Гильдеберта среди желающих отъехать не было. Когда на пристани еще толпился народ, он оцепенело сидел в тесной клетушке высохшего от голода старого лекаря и машинально поглаживал рукой холодную ладонь мертвого Хуана. Мальчишка, может быть, и выжил бы, даже наверняка выжил. Его сгубили не раны — голод.

Напрасно рыцарь приносил старику три своих сухаря из четырех — ему, как начальнику, полагалась двойная порция. Напрасно он терпеливо кормил его с ложечки размягченной в воде хлебной кашицей. Все было зря.

Только теперь Гильдеберт осознал, как сильно он привязался к юному певцу, который так и не успел стать рыцарем. Нет, даже не привязался. Он прирос к нему всем сердцем, всей душой. Прирос так, что не оторвать, и теперь почти физически ощущал, как леденящий холод смерти постепенно переползал с тела юноши на его собственное. Да полно, жив ли он вообще?
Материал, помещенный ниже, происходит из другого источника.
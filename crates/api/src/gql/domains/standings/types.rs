use async_graphql::{Enum, SimpleObject};
use chrono::{DateTime, Utc};

use infra::models::StandingRow;

use crate::gql::domains::catalog::types::Event;
use crate::services::standings_service::CacheDrift;
use crate::standings::{self, DivisionSet, DivisionStanding, RankedStanding};

#[derive(SimpleObject, Clone)]
pub struct Standing {
    pub rank: i32,
    pub division: String,
    pub division_name: Option<String>,
    pub played: i32,
    pub won: i32,
    pub lost: i32,
    pub drawn: i32,
    pub match_points: f64,
    pub game_points: f64,
    pub gold: i32,
    pub silver: i32,
    pub bronze: i32,
    pub points: f64,
}

impl Standing {
    pub fn from_ranked(ranked: RankedStanding, divisions: Option<&DivisionSet>) -> Self {
        let row = ranked.standing;
        Self {
            rank: ranked.rank as i32,
            division_name: divisions
                .and_then(|set| set.name_of(&row.division))
                .map(str::to_string),
            division: row.division,
            played: row.played as i32,
            won: row.won as i32,
            lost: row.lost as i32,
            drawn: row.drawn as i32,
            match_points: row.match_points,
            game_points: row.game_points,
            gold: row.gold as i32,
            silver: row.silver as i32,
            bronze: row.bronze as i32,
            points: row.points,
        }
    }
}

#[derive(Enum, Copy, Clone, Eq, PartialEq, Debug)]
pub enum ColumnKind {
    Text,
    Number,
}

#[derive(SimpleObject, Clone)]
pub struct TableColumn {
    pub key: String,
    pub label: String,
    pub kind: ColumnKind,
}

impl From<&standings::TableColumn> for TableColumn {
    fn from(column: &standings::TableColumn) -> Self {
        Self {
            key: column.key.clone(),
            label: column.label.clone(),
            kind: match column.kind {
                standings::ColumnKind::Text => ColumnKind::Text,
                standings::ColumnKind::Number => ColumnKind::Number,
            },
        }
    }
}

#[derive(SimpleObject, Clone)]
pub struct TableLayout {
    pub layout: String,
    pub columns: Vec<TableColumn>,
}

#[derive(SimpleObject, Clone)]
pub struct EventStandingRow {
    pub standing: Standing,
    /// One cell per column, in column order
    pub cells: Vec<String>,
}

#[derive(SimpleObject, Clone)]
pub struct EventStandings {
    pub event: Event,
    pub layout: TableLayout,
    pub rows: Vec<EventStandingRow>,
}

#[derive(SimpleObject, Clone)]
pub struct CachedStanding {
    pub division: String,
    pub position: Option<i32>,
    pub played: i32,
    pub won: i32,
    pub lost: i32,
    pub drawn: i32,
    pub match_points: f64,
    pub game_points: f64,
    pub updated_at: DateTime<Utc>,
}

impl From<StandingRow> for CachedStanding {
    fn from(row: StandingRow) -> Self {
        Self {
            division: row.division,
            position: row.position,
            played: row.played,
            won: row.won,
            lost: row.lost,
            drawn: row.drawn,
            match_points: row.match_points,
            game_points: row.game_points,
            updated_at: row.updated_at,
        }
    }
}

#[derive(SimpleObject, Clone)]
pub struct StandingsDrift {
    pub division: String,
    pub cached_match_points: Option<f64>,
    pub computed_match_points: Option<f64>,
    pub cached_game_points: Option<f64>,
    pub computed_game_points: Option<f64>,
    pub cached_played: Option<i32>,
    pub computed_played: Option<i32>,
}

impl From<CacheDrift> for StandingsDrift {
    fn from(drift: CacheDrift) -> Self {
        let field = |row: &Option<DivisionStanding>, pick: fn(&DivisionStanding) -> f64| row.as_ref().map(pick);
        let played = |row: &Option<DivisionStanding>| row.as_ref().map(|r| r.played as i32);
        Self {
            cached_match_points: field(&drift.cached, |r| r.match_points),
            computed_match_points: field(&drift.computed, |r| r.match_points),
            cached_game_points: field(&drift.cached, |r| r.game_points),
            computed_game_points: field(&drift.computed, |r| r.game_points),
            cached_played: played(&drift.cached),
            computed_played: played(&drift.computed),
            division: drift.division,
        }
    }
}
Рыцарь открыл глаза. Странно, но, кажется, он действительно еще жив. Проклятая саламандра на его родовом гербе не лгала: невзирая ни на какие лишения и сосущее под ложечкой чувство постоянного голода, сил у него было еще предостаточно. Это его даже немного удивляло. Если душа мертва, как может жить тело? Да и зачем? Для чего?

Взгляд Гильдеберта упал на арбалет, который оставил ему перед уходом рижский епископ.

В ушах рыцаря вновь прозвучал вкрадчивый голос отца Альберта, будто епископ и не покидал эту каморку:

— Это все рязанский князь. Не будь его, и твой мальчик никогда не получил бы смертельную рану, ведь в честном бою ты всегда сумел бы его защитить.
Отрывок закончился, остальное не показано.